In a 2014 review for Uncut, Richard Williams said that just as the Beatles' fan-club Christmas records were inspired by the Goons, Harrison's inspiration for Electronic Sound appears to have been "another BBC institution of their formative years: the Radiophonic Workshop". According to Williams, the album conveys "the joy of a boy with a new toy" and "sounds like what you might get if you taped a contact microphone to the stomach of a digestively challenged robot". Scott Elingburg of PopMatters welcomed its Apple Years reissue and described the album as the artist's "most 'experimental' work" and, like the remastered Wonderwall Music, "raw and gorgeous, alive and capable of sparking ingenuity". He said that while Harrison was not a synthesizer innovator in the mould of Brian Eno or Jeff Lynne, "the intention behind Electronic Sound is one of exploration and discovery, an artist limbering up his musical mind to discover how far the boundaries of modern instrumentation could take him. Out of context, Electronic Sound would sound maudlin, even dull. Here, as a key step in the progression of Harrison the solo artist, it sounds audacious in its primitiveness ..."
In their book on the history and legacy of the Moog synthesizer, Trevor Pinch and Frank Trocco cite Harrison's use of Krause's studio demonstration as an example of the difficulties faced by "Moogists" such as Beaver and Krause in gaining acceptance for their efforts. The authors write that the perception in the recording industry during the late 1960s was typically that, because of the highly technical aspect of the Moog modular system, these pioneers were simply engineers rather than artists or musicians. Pinch and Trocco highlight Mort Garson's The Wozard of Iz and Mason Williams' The Mason Williams Ear Show as further examples; in the case of the latter album, Beaver was credited as being "in charge of plugging and unplugging".
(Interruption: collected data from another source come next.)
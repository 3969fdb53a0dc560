//! DataSaver trait - the primitive store contract every backend implements.
//!
//! Backends persist [`PrimitiveValue`]s by key. They differ in which kinds
//! they support; an unsupported kind is a typed error, never a silent
//! coercion. Reads are lenient: a stored value that does not decode as the
//! requested kind yields the caller's default.

use async_trait::async_trait;
use tracing::warn;

use crate::error::{Action, Result, SaverError};
use crate::value::{PrimitiveKind, PrimitiveValue};
use crate::watch::{ChangeSender, ChangeStream};

/// Maximum key length in bytes.
pub const MAX_KEY_LENGTH: usize = 1024;

/// Validate that a key is well-formed.
pub fn validate_key(key: &str) -> Result<()> {
    if key.is_empty() {
        return Err(SaverError::InvalidKey("key cannot be empty".to_string()));
    }
    if key.len() > MAX_KEY_LENGTH {
        return Err(SaverError::InvalidKey(format!(
            "key exceeds maximum length of {} bytes",
            MAX_KEY_LENGTH
        )));
    }
    Ok(())
}

/// Decode a text-stored value as the kind of `default`.
///
/// Text backends share this: drift is logged and answered with the default.
pub(crate) fn decode_text(key: &str, text: &str, default: PrimitiveValue) -> PrimitiveValue {
    match default.kind().parse(text) {
        Some(value) => value,
        None => {
            warn!(
                "stored value for `{}` does not decode as {}, using default",
                key,
                default.kind()
            );
            default
        }
    }
}

/// Decode a text-stored value as `kind`, or `None` on drift.
pub(crate) fn parse_stored(key: &str, text: &str, kind: PrimitiveKind) -> Option<PrimitiveValue> {
    let parsed = kind.parse(text);
    if parsed.is_none() {
        warn!("stored value for `{}` does not decode as {}", key, kind);
    }
    parsed
}

/// The primitive store contract.
///
/// All backends (in-memory, file, SQLite) implement this trait. State cells
/// depend on `Arc<dyn DataSaver>`, not on specific implementations.
///
/// Each `save_data` call is atomic for its key as seen through the same
/// instance. Nothing is atomic across keys.
#[async_trait]
pub trait DataSaver: Send + Sync {
    /// Write a value. Writing `None` is equivalent to [`DataSaver::remove`].
    fn save_data(&self, key: &str, value: Option<PrimitiveValue>) -> Result<()>;

    /// Read a value as the kind of `default`.
    ///
    /// Returns `default` if the key is absent or the stored form does not
    /// decode as that kind.
    fn read_data(&self, key: &str, default: PrimitiveValue) -> Result<PrimitiveValue>;

    /// Read the stored value only if it is present and decodes as `kind`.
    ///
    /// Unlike [`DataSaver::read_data`] this tells absence and drift apart
    /// from a stored value that happens to equal a default. The fallback
    /// cannot see drift; every bundled backend overrides it.
    fn read_stored(&self, key: &str, kind: PrimitiveKind) -> Result<Option<PrimitiveValue>> {
        if !self.contains(key) {
            return Ok(None);
        }
        self.read_data(key, kind.zero()).map(Some)
    }

    /// Remove a key. Removing an absent key is not an error.
    fn remove(&self, key: &str) -> Result<()>;

    /// Check if a key exists.
    fn contains(&self, key: &str) -> bool;

    /// Write without blocking the caller.
    ///
    /// Defaults to the synchronous path; backends with real async I/O override it.
    async fn save_data_async(&self, key: &str, value: Option<PrimitiveValue>) -> Result<()> {
        self.save_data(key, value)
    }

    /// Whether this backend can natively store the given kind.
    fn supports(&self, _kind: PrimitiveKind) -> bool {
        true
    }

    /// The external change channel, present when change sensing is enabled.
    fn change_sender(&self) -> Option<&ChangeSender> {
        None
    }

    /// Watch for changes to a key, or a prefix when the pattern ends in `*`.
    ///
    /// Returns `None` when the backend was not built with change sensing.
    fn watch(&self, pattern: &str) -> Option<ChangeStream> {
        self.change_sender().map(|sender| sender.subscribe(pattern))
    }

    /// Fail with `TypeUnsupported` if the kind cannot be stored here.
    fn ensure_supported(&self, key: &str, kind: PrimitiveKind, action: Action) -> Result<()> {
        if self.supports(kind) {
            Ok(())
        } else {
            Err(SaverError::unsupported(key, kind.to_string(), action))
        }
    }
}
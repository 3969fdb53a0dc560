//! Type converters and the registry that resolves them.
//!
//! A converter turns values of a type that no backend stores natively into a
//! string and back. The registry keeps converters in registration order and
//! always answers with the *last* registered match, so a later, more specific
//! registration overrides an earlier, more general one.
//!
//! The registry is additive: there is no way to unregister. The process-wide
//! instance from [`ConverterRegistry::global`] is meant to be filled at
//! startup, before the first cell that needs a converter is created. Tests can
//! build isolated registries with [`ConverterRegistry::new`].

use parking_lot::RwLock;
use serde::{de::DeserializeOwned, Serialize};
use std::any::{Any, TypeId};
use std::fmt;
use std::sync::{Arc, OnceLock};
use tracing::debug;

use crate::error::{Result, SaverError};

/// A (predicate, serializer, deserializer) triple for one type.
pub trait TypeConverter: Send + Sync {
    /// Whether this converter can serialize the given runtime value.
    fn accepts(&self, value: &dyn Any) -> bool;

    /// Whether this converter restores values of the given declared type.
    fn restores(&self, type_id: TypeId) -> bool;

    /// Serialize an accepted value.
    fn save(&self, value: &dyn Any) -> Result<String>;

    /// Deserialize a stored string into a value of the declared type.
    fn restore(&self, raw: &str) -> Result<Box<dyn Any + Send>>;

    /// Name of the converted type, for logs and errors.
    fn type_name(&self) -> &'static str;
}

impl fmt::Debug for dyn TypeConverter {
    fn fmt(&self, f: &mut fmt::Formatter<'_>) -> fmt::Result {
        write!(f, "TypeConverter({})", self.type_name())
    }
}

type AcceptFn<T> = Box<dyn Fn(&T) -> bool + Send + Sync>;
type SaveFn<T> = Box<dyn Fn(&T) -> Result<String> + Send + Sync>;
type RestoreFn<T> = Box<dyn Fn(&str) -> Result<T> + Send + Sync>;

/// A converter for values of type `T`, built from closures.
///
/// Accepts every `T` unless narrowed with [`TypedConverter::when`]. For a
/// nullable slot register the converter on `Option<T>`, so the predicate also
/// sees `None`.
pub struct TypedConverter<T> {
    accept: Option<AcceptFn<T>>,
    save: SaveFn<T>,
    restore: RestoreFn<T>,
}

impl<T: Send + Sync + 'static> TypedConverter<T> {
    /// Converter with an infallible serializer.
    pub fn new<S, R, E>(save: S, restore: R) -> Self
    where
        S: Fn(&T) -> String + Send + Sync + 'static,
        R: Fn(&str) -> std::result::Result<T, E> + Send + Sync + 'static,
        E: fmt::Display,
    {
        Self::fallible(move |value: &T| Ok::<_, E>(save(value)), restore)
    }

    /// Converter whose serializer can fail too.
    pub fn fallible<S, R, E1, E2>(save: S, restore: R) -> Self
    where
        S: Fn(&T) -> std::result::Result<String, E1> + Send + Sync + 'static,
        R: Fn(&str) -> std::result::Result<T, E2> + Send + Sync + 'static,
        E1: fmt::Display,
        E2: fmt::Display,
    {
        let type_name = std::any::type_name::<T>();
        Self {
            accept: None,
            save: Box::new(move |value: &T| {
                save(value).map_err(|e| SaverError::conversion(type_name, e))
            }),
            restore: Box::new(move |raw: &str| {
                restore(raw).map_err(|e| SaverError::conversion(type_name, e))
            }),
        }
    }

    /// Converter backed by `serde_json`.
    pub fn json() -> Self
    where
        T: Serialize + DeserializeOwned,
    {
        Self::fallible(
            |value: &T| serde_json::to_string(value),
            |raw: &str| serde_json::from_str::<T>(raw),
        )
    }

    /// Only accept values for which the predicate holds.
    pub fn when<A>(mut self, accept: A) -> Self
    where
        A: Fn(&T) -> bool + Send + Sync + 'static,
    {
        self.accept = Some(Box::new(accept));
        self
    }
}

impl<T: Send + Sync + 'static> TypeConverter for TypedConverter<T> {
    fn accepts(&self, value: &dyn Any) -> bool {
        match value.downcast_ref::<T>() {
            Some(v) => self.accept.as_ref().map_or(true, |accept| accept(v)),
            None => false,
        }
    }

    fn restores(&self, type_id: TypeId) -> bool {
        type_id == TypeId::of::<T>()
    }

    fn save(&self, value: &dyn Any) -> Result<String> {
        let value = value.downcast_ref::<T>().ok_or_else(|| {
            SaverError::conversion(self.type_name(), "value is not of the converter's type")
        })?;
        (self.save)(value)
    }

    fn restore(&self, raw: &str) -> Result<Box<dyn Any + Send>> {
        (self.restore)(raw).map(|v| Box::new(v) as Box<dyn Any + Send>)
    }

    fn type_name(&self) -> &'static str {
        std::any::type_name::<T>()
    }
}

/// Ordered, append-only list of converters.
pub struct ConverterRegistry {
    converters: RwLock<Vec<Arc<dyn TypeConverter>>>,
}

static GLOBAL: OnceLock<Arc<ConverterRegistry>> = OnceLock::new();

impl ConverterRegistry {
    /// A registry holding only the built-in identity converter for `String`.
    pub fn new() -> Self {
        let registry = Self {
            converters: RwLock::new(Vec::new()),
        };
        registry.register::<String, std::convert::Infallible>(|s| s.clone(), |raw| Ok(raw.to_string()));
        registry
    }

    /// The process-wide registry. Created on first use, never torn down.
    pub fn global() -> Arc<ConverterRegistry> {
        GLOBAL.get_or_init(|| Arc::new(ConverterRegistry::new())).clone()
    }

    /// Register a converter for `T`.
    pub fn register<T, E>(
        &self,
        save: impl Fn(&T) -> String + Send + Sync + 'static,
        restore: impl Fn(&str) -> std::result::Result<T, E> + Send + Sync + 'static,
    ) where
        T: Send + Sync + 'static,
        E: fmt::Display,
    {
        self.register_converter(Arc::new(TypedConverter::new(save, restore)));
    }

    /// Register a converter for `T` that only accepts values matching `accept`.
    pub fn register_when<T, E>(
        &self,
        accept: impl Fn(&T) -> bool + Send + Sync + 'static,
        save: impl Fn(&T) -> String + Send + Sync + 'static,
        restore: impl Fn(&str) -> std::result::Result<T, E> + Send + Sync + 'static,
    ) where
        T: Send + Sync + 'static,
        E: fmt::Display,
    {
        self.register_converter(Arc::new(TypedConverter::new(save, restore).when(accept)));
    }

    /// Register a JSON converter for any serde type.
    pub fn register_json<T>(&self)
    where
        T: Serialize + DeserializeOwned + Send + Sync + 'static,
    {
        self.register_converter(Arc::new(TypedConverter::<T>::json()));
    }

    /// Append a converter.
    pub fn register_converter(&self, converter: Arc<dyn TypeConverter>) {
        debug!("registering converter for {}", converter.type_name());
        self.converters.write().push(converter);
    }

    /// Last registered converter that accepts the runtime value.
    pub fn find_saver(&self, value: &dyn Any) -> Option<Arc<dyn TypeConverter>> {
        self.snapshot()
            .into_iter()
            .rev()
            .find(|converter| converter.accepts(value))
    }

    /// Last registered converter that restores the declared type.
    pub fn find_restorer(&self, type_id: TypeId) -> Option<Arc<dyn TypeConverter>> {
        self.snapshot()
            .into_iter()
            .rev()
            .find(|converter| converter.restores(type_id))
    }

    /// Number of registered converters, the built-in one included.
    pub fn len(&self) -> usize {
        self.converters.read().len()
    }

    /// Never true for a registry built with [`ConverterRegistry::new`].
    pub fn is_empty(&self) -> bool {
        self.converters.read().is_empty()
    }

    // Predicates run outside the lock so they may register converters themselves
    fn snapshot(&self) -> Vec<Arc<dyn TypeConverter>> {
        self.converters.read().clone()
    }
}

impl Default for ConverterRegistry {
    fn default() -> Self {
        Self::new()
    }
}

impl fmt::Debug for ConverterRegistry {
    fn fmt(&self, f: &mut fmt::Formatter<'_>) -> fmt::Result {
        f.debug_list().entries(self.converters.read().iter()).finish()
    }
}

/// Coerce a typed reference to `&dyn Any` without adding a level of indirection.
pub(crate) fn as_any<T: 'static>(value: &T) -> &dyn Any {
    value
}

#[cfg(test)]
mod tests {
    use super::*;
    use serde::Deserialize;

    #[derive(Debug, Clone, PartialEq, Serialize, Deserialize)]
    struct Point {
        x: i32,
        y: i32,
    }

    fn point_converter(tag: &'static str) -> TypedConverter<Point> {
        TypedConverter::new(
            move |p: &Point| format!("{}:{},{}", tag, p.x, p.y),
            |raw: &str| -> std::result::Result<Point, String> {
                let (_, coords) = raw.split_once(':').ok_or("missing tag")?;
                let (x, y) = coords.split_once(',').ok_or("missing comma")?;
                Ok(Point {
                    x: x.parse().map_err(|e| format!("{e}"))?,
                    y: y.parse().map_err(|e| format!("{e}"))?,
                })
            },
        )
    }

    #[test]
    fn test_builtin_string_identity() {
        let registry = ConverterRegistry::new();
        assert_eq!(registry.len(), 1);

        let value = "hello".to_string();
        let saver = registry.find_saver(as_any(&value)).unwrap();
        assert_eq!(saver.save(as_any(&value)).unwrap(), "hello");

        let restorer = registry.find_restorer(TypeId::of::<String>()).unwrap();
        let restored = restorer.restore("hello").unwrap();
        assert_eq!(*restored.downcast::<String>().unwrap(), "hello");
    }

    #[test]
    fn test_no_converter_for_native_types() {
        let registry = ConverterRegistry::new();
        assert!(registry.find_saver(as_any(&5i32)).is_none());
        assert!(registry.find_restorer(TypeId::of::<i64>()).is_none());
    }

    #[test]
    fn test_last_registered_wins() {
        let registry = ConverterRegistry::new();
        registry.register_converter(Arc::new(point_converter("a")));
        registry.register_converter(Arc::new(point_converter("b")));

        let point = Point { x: 1, y: 2 };
        let saver = registry.find_saver(as_any(&point)).unwrap();
        assert_eq!(saver.save(as_any(&point)).unwrap(), "b:1,2");

        // Repeated lookups resolve the same way
        for _ in 0..3 {
            let saver = registry.find_saver(as_any(&point)).unwrap();
            assert_eq!(saver.save(as_any(&point)).unwrap(), "b:1,2");
        }
    }

    #[test]
    fn test_conditional_converter_falls_back() {
        let registry = ConverterRegistry::new();
        registry.register_converter(Arc::new(point_converter("general")));
        registry.register_converter(Arc::new(
            point_converter("origin").when(|p: &Point| p.x == 0 && p.y == 0),
        ));

        let origin = Point { x: 0, y: 0 };
        let other = Point { x: 3, y: 4 };
        let saver = registry.find_saver(as_any(&origin)).unwrap();
        assert_eq!(saver.save(as_any(&origin)).unwrap(), "origin:0,0");
        let saver = registry.find_saver(as_any(&other)).unwrap();
        assert_eq!(saver.save(as_any(&other)).unwrap(), "general:3,4");
    }

    #[test]
    fn test_json_converter() {
        let registry = ConverterRegistry::new();
        registry.register_json::<Point>();

        let point = Point { x: -1, y: 9 };
        let saved = registry
            .find_saver(as_any(&point))
            .unwrap()
            .save(as_any(&point))
            .unwrap();
        let restored = registry
            .find_restorer(TypeId::of::<Point>())
            .unwrap()
            .restore(&saved)
            .unwrap();
        assert_eq!(*restored.downcast::<Point>().unwrap(), point);
    }

    #[test]
    fn test_restore_failure_is_conversion_error() {
        let registry = ConverterRegistry::new();
        registry.register_json::<Point>();
        let err = registry
            .find_restorer(TypeId::of::<Point>())
            .unwrap()
            .restore("{not json")
            .unwrap_err();
        assert!(matches!(err, SaverError::Conversion { .. }));
    }

    #[test]
    fn test_nullable_converter_sees_none() {
        let registry = ConverterRegistry::new();
        registry.register::<Option<Point>, String>(
            |p| match p {
                Some(p) => format!("{},{}", p.x, p.y),
                None => "none".to_string(),
            },
            |raw| {
                if raw == "none" {
                    return Ok(None);
                }
                let (x, y) = raw.split_once(',').ok_or_else(|| "bad point".to_string())?;
                Ok(Some(Point {
                    x: x.parse().map_err(|_| "bad x".to_string())?,
                    y: y.parse().map_err(|_| "bad y".to_string())?,
                }))
            },
        );

        let none: Option<Point> = None;
        let saver = registry.find_saver(as_any(&none)).unwrap();
        assert_eq!(saver.save(as_any(&none)).unwrap(), "none");
    }

    #[test]
    fn test_global_is_shared() {
        let a = ConverterRegistry::global();
        let b = ConverterRegistry::global();
        assert!(Arc::ptr_eq(&a, &b));
        assert!(a.find_restorer(TypeId::of::<String>()).is_some());
    }
}
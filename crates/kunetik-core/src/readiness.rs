//! Level-triggered readiness flag guarding a value.
//!
//! The flag and the value it describes live under one mutex, so a reader that
//! observes `ready == true` also observes the fully written value. Waiters park
//! on a condition variable and re-check the flag after every wake.

use std::sync::atomic::{AtomicBool, Ordering};
use std::sync::{Arc, Condvar, Mutex, MutexGuard, PoisonError};
use std::time::Duration;

/// How long a blocked waiter sleeps between cancellation checks.
pub const CANCEL_POLL_INTERVAL: Duration = Duration::from_millis(10);

/// Cooperative cancellation for blocking reads.
///
/// Clones share the same flag, so a signal handler can hold one clone while the
/// reader holds another.
#[derive(Debug, Clone, Default)]
pub struct CancelToken(Arc<AtomicBool>);

impl CancelToken {
    pub fn new() -> Self {
        Self::default()
    }

    pub fn cancel(&self) {
        self.0.store(true, Ordering::SeqCst);
    }

    pub fn is_cancelled(&self) -> bool {
        self.0.load(Ordering::SeqCst)
    }

    /// Re-arm the token after a cancelled wait has been handled.
    pub fn reset(&self) {
        self.0.store(false, Ordering::SeqCst);
    }
}

/// Outcome of a wait that did not produce a ready value.
#[derive(Debug, Clone, Copy, PartialEq, Eq)]
pub enum NotReady {
    /// Non-blocking check found the flag down.
    Pending,
    /// The cancellation token fired before the flag went up.
    Cancelled,
    /// The signal was closed; it will never become ready again.
    Closed,
}

struct Slot<T> {
    ready: bool,
    closed: bool,
    value: T,
}

/// A value plus a readiness flag that waiters can block on.
pub struct ReadinessSignal<T> {
    slot: Mutex<Slot<T>>,
    cond: Condvar,
}

impl<T> ReadinessSignal<T> {
    /// Starts not ready.
    pub fn new(value: T) -> Self {
        Self {
            slot: Mutex::new(Slot {
                ready: false,
                closed: false,
                value,
            }),
            cond: Condvar::new(),
        }
    }

    fn lock(&self) -> MutexGuard<'_, Slot<T>> {
        self.slot.lock().unwrap_or_else(PoisonError::into_inner)
    }

    pub fn is_ready(&self) -> bool {
        self.lock().ready
    }

    /// Drop the flag. Readers arriving afterwards block (or get `Pending`).
    pub fn clear(&self) {
        self.lock().ready = false;
    }

    pub fn is_closed(&self) -> bool {
        self.lock().closed
    }

    /// Raise the flag without touching the value and wake every waiter.
    /// No-op once closed.
    pub fn signal_ready(&self) {
        let mut slot = self.lock();
        slot.ready = !slot.closed;
        drop(slot);
        self.cond.notify_all();
    }

    /// Mutate the value, then raise the flag and wake every waiter.
    ///
    /// Both happen under the same lock, so no reader sees a partial update.
    /// After [`close`](Self::close) the value is still written but the flag stays down.
    pub fn publish<R>(&self, update: impl FnOnce(&mut T) -> R) -> R {
        let mut slot = self.lock();
        let out = update(&mut slot.value);
        slot.ready = !slot.closed;
        drop(slot);
        self.cond.notify_all();
        out
    }

    /// Read the value if ready, otherwise return [`NotReady::Pending`] immediately.
    pub fn try_with<R>(&self, read: impl FnOnce(&T) -> R) -> Result<R, NotReady> {
        let slot = self.lock();
        if slot.closed {
            Err(NotReady::Closed)
        } else if slot.ready {
            Ok(read(&slot.value))
        } else {
            Err(NotReady::Pending)
        }
    }

    /// Block until ready, then read the value.
    ///
    /// Returns [`NotReady::Cancelled`] if `cancel` fires first, or
    /// [`NotReady::Closed`] if the signal is closed. Both are checked before
    /// parking and on every wake.
    pub fn wait_with<R>(
        &self,
        cancel: &CancelToken,
        read: impl FnOnce(&T) -> R,
    ) -> Result<R, NotReady> {
        let mut slot = self.lock();
        while !slot.ready {
            if slot.closed {
                return Err(NotReady::Closed);
            }
            if cancel.is_cancelled() {
                return Err(NotReady::Cancelled);
            }
            slot = match self.cond.wait_timeout(slot, CANCEL_POLL_INTERVAL) {
                Ok((guard, _)) => guard,
                Err(poisoned) => poisoned.into_inner().0,
            };
        }
        Ok(read(&slot.value))
    }

    /// Read the value regardless of the flag.
    pub fn peek<R>(&self, read: impl FnOnce(&T) -> R) -> R {
        read(&self.lock().value)
    }

    /// Reset the value, drop the flag for good and wake every waiter so it
    /// can observe [`NotReady::Closed`].
    pub fn close(&self, value: T) {
        let mut slot = self.lock();
        slot.value = value;
        slot.ready = false;
        slot.closed = true;
        drop(slot);
        self.cond.notify_all();
    }
}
Hartford Courant music critic Roger Catlin has said that the album's appeal is limited to aficionados of "early synthesizer experiments". Malcolm Cecil, who went on to become a leading synthesizer proponent as the co-creator of TONTO, recalls that when he first encountered a Moog 3P, his immediate thought was: "Geez, this is the instrument that George Harrison made that record on. I'm looking at it, and I saw it has filters, envelope generator – what the hell is all this stuff?" Tom Rowlands of the Chemical Brothers has cited Electronic Sound as an influence. In his introduction to the 2014 CD booklet, he recalls discovering a rare copy of the LP in a Tokyo record shop in the 1990s and says that the sleeve "now hangs on the wall of my studio, just next to my own Moog modular, beaming inspiration straight to my brain".
In 2003, Electronic Sound was featured in the "Unsung" album series at musician and musicologist Julian Cope's website Head Heritage, later compiled in Cope's book Copendium: An Expedition into the Rock 'n' Roll Underworld. The author said he relished the record for providing "all the scant moments of raging Moog-osity I always craved more of as a teenage Emerson, Lake & Palmer fanatic", and described its two tracks as "aural rollercoaster rides, featuring alarming and unusual zapping twists over an assortment of tone colours, pitch-controlled hi-jinks and outright experimentalism in the most extreme album Harrison would ever produce".